→ **YOUR OBJECTIVE**
Reprint every line of the data, keeping each character intact.
────
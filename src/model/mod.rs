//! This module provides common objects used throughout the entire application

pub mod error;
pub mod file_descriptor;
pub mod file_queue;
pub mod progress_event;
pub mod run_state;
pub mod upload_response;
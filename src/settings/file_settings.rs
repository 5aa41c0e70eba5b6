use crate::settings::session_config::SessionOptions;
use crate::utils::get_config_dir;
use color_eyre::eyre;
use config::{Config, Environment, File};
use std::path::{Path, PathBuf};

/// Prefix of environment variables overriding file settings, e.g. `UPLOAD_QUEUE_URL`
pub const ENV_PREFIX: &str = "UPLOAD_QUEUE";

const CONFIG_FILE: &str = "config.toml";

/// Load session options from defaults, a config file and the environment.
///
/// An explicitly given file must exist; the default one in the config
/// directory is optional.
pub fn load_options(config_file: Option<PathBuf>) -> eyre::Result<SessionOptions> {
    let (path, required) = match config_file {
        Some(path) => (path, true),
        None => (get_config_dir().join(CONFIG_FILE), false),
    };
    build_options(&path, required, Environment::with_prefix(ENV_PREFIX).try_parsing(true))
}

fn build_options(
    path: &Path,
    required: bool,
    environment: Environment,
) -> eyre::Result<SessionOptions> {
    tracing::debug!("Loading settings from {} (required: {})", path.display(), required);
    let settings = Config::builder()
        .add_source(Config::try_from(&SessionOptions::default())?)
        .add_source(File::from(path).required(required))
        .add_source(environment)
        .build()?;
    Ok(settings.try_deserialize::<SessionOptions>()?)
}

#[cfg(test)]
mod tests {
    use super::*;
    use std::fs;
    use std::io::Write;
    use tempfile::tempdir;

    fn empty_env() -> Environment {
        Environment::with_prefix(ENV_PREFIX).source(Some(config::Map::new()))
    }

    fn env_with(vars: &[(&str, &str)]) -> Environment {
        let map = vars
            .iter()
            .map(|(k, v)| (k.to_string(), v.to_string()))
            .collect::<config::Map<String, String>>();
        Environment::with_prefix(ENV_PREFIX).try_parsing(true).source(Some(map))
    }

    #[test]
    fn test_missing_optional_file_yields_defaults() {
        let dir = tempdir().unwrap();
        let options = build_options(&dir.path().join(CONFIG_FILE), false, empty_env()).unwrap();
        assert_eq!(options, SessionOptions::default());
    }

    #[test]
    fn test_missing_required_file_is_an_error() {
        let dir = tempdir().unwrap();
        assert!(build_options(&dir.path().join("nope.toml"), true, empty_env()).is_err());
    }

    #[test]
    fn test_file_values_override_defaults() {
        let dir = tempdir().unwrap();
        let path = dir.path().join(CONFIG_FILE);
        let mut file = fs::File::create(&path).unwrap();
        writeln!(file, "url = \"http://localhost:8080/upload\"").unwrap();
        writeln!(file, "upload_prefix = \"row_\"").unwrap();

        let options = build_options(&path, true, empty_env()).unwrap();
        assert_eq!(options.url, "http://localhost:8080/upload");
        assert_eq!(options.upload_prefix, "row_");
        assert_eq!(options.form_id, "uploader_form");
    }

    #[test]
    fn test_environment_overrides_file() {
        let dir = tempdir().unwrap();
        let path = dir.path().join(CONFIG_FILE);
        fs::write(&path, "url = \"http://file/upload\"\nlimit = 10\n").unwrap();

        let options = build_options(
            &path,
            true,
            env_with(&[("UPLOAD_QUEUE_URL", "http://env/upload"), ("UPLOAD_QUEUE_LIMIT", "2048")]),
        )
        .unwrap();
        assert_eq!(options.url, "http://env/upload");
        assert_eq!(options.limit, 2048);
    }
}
────
→ **YOUR RESPONSE**
filename src/model/mod.rs
//! This module provides common objects used throughout the entire application

pub mod error;
pub mod file_descriptor;
pub mod file_queue;
pub mod progress_event;
pub mod run_state;
pub mod upload_response;
filename src/settings/file_settings.rs
repository 5aa41c0e70eba5b6
use crate::settings::session_config::SessionOptions;
use crate::utils::get_config_dir;
use color_eyre::eyre;
use config::{Config, Environment, File};
use std::path::{Path, PathBuf};

/// Prefix of environment variables overriding file settings, e.g. `UPLOAD_QUEUE_URL`
pub const ENV_PREFIX: &str = "UPLOAD_QUEUE";

const CONFIG_FILE: &str = "config.toml";

/// Load session options from defaults, a config file and the environment.
///
/// An explicitly given file must exist; the default one in the config
/// directory is optional.
pub fn load_options(config_file: Option<PathBuf>) -> eyre::Result<SessionOptions> {
    let (path, required) = match config_file {
        Some(path) => (path, true),
        None => (get_config_dir().join(CONFIG_FILE), false),
    };
    build_options(&path, required, Environment::with_prefix(ENV_PREFIX).try_parsing(true))
}

fn build_options(
    path: &Path,
    required: bool,
    environment: Environment,
) -> eyre::Result<SessionOptions> {
    tracing::debug!("Loading settings from {} (required: {})", path.display(), required);
    let settings = Config::builder()
        .add_source(Config::try_from(&SessionOptions::default())?)
        .add_source(File::from(path).required(required))
        .add_source(environment)
        .build()?;
    Ok(settings.try_deserialize::<SessionOptions>()?)
}

#[cfg(test)]
mod tests {
    use super::*;
    use std::fs;
    use std::io::Write;
    use tempfile::tempdir;

    fn empty_env() -> Environment {
        Environment::with_prefix(ENV_PREFIX).source(Some(config::Map::new()))
    }

    fn env_with(vars: &[(&str, &str)]) -> Environment {
        let map = vars
            .iter()
            .map(|(k, v)| (k.to_string(), v.to_string()))
            .collect::<config::Map<String, String>>();
        Environment::with_prefix(ENV_PREFIX).try_parsing(true).source(Some(map))
    }

    #[test]
    fn test_missing_optional_file_yields_defaults() {
        let dir = tempdir().unwrap();
        let options = build_options(&dir.path().join(CONFIG_FILE), false, empty_env()).unwrap();
        assert_eq!(options, SessionOptions::default());
    }

    #[test]
    fn test_missing_required_file_is_an_error() {
        let dir = tempdir().unwrap();
        assert!(build_options(&dir.path().join("nope.toml"), true, empty_env()).is_err());
    }

    #[test]
    fn test_file_values_override_defaults() {
        let dir = tempdir().unwrap();
        let path = dir.path().join(CONFIG_FILE);
        let mut file = fs::File::create(&path).unwrap();
        writeln!(file, "url = \"http://localhost:8080/upload\"").unwrap();
        writeln!(file, "upload_prefix = \"row_\"").unwrap();

        let options = build_options(&path, true, empty_env()).unwrap();
        assert_eq!(options.url, "http://localhost:8080/upload");
        assert_eq!(options.upload_prefix, "row_");
        assert_eq!(options.form_id, "uploader_form");
    }

    #[test]
    fn test_environment_overrides_file() {
        let dir = tempdir().unwrap();
        let path = dir.path().join(CONFIG_FILE);
        fs::write(&path, "url = \"http://file/upload\"\nlimit = 10\n").unwrap();

        let options = build_options(
            &path,
            true,
            env_with(&[("UPLOAD_QUEUE_URL", "http://env/upload"), ("UPLOAD_QUEUE_LIMIT", "2048")]),
        )
        .unwrap();
        assert_eq!(options.url, "http://env/upload");
        assert_eq!(options.limit, 2048);
    }
}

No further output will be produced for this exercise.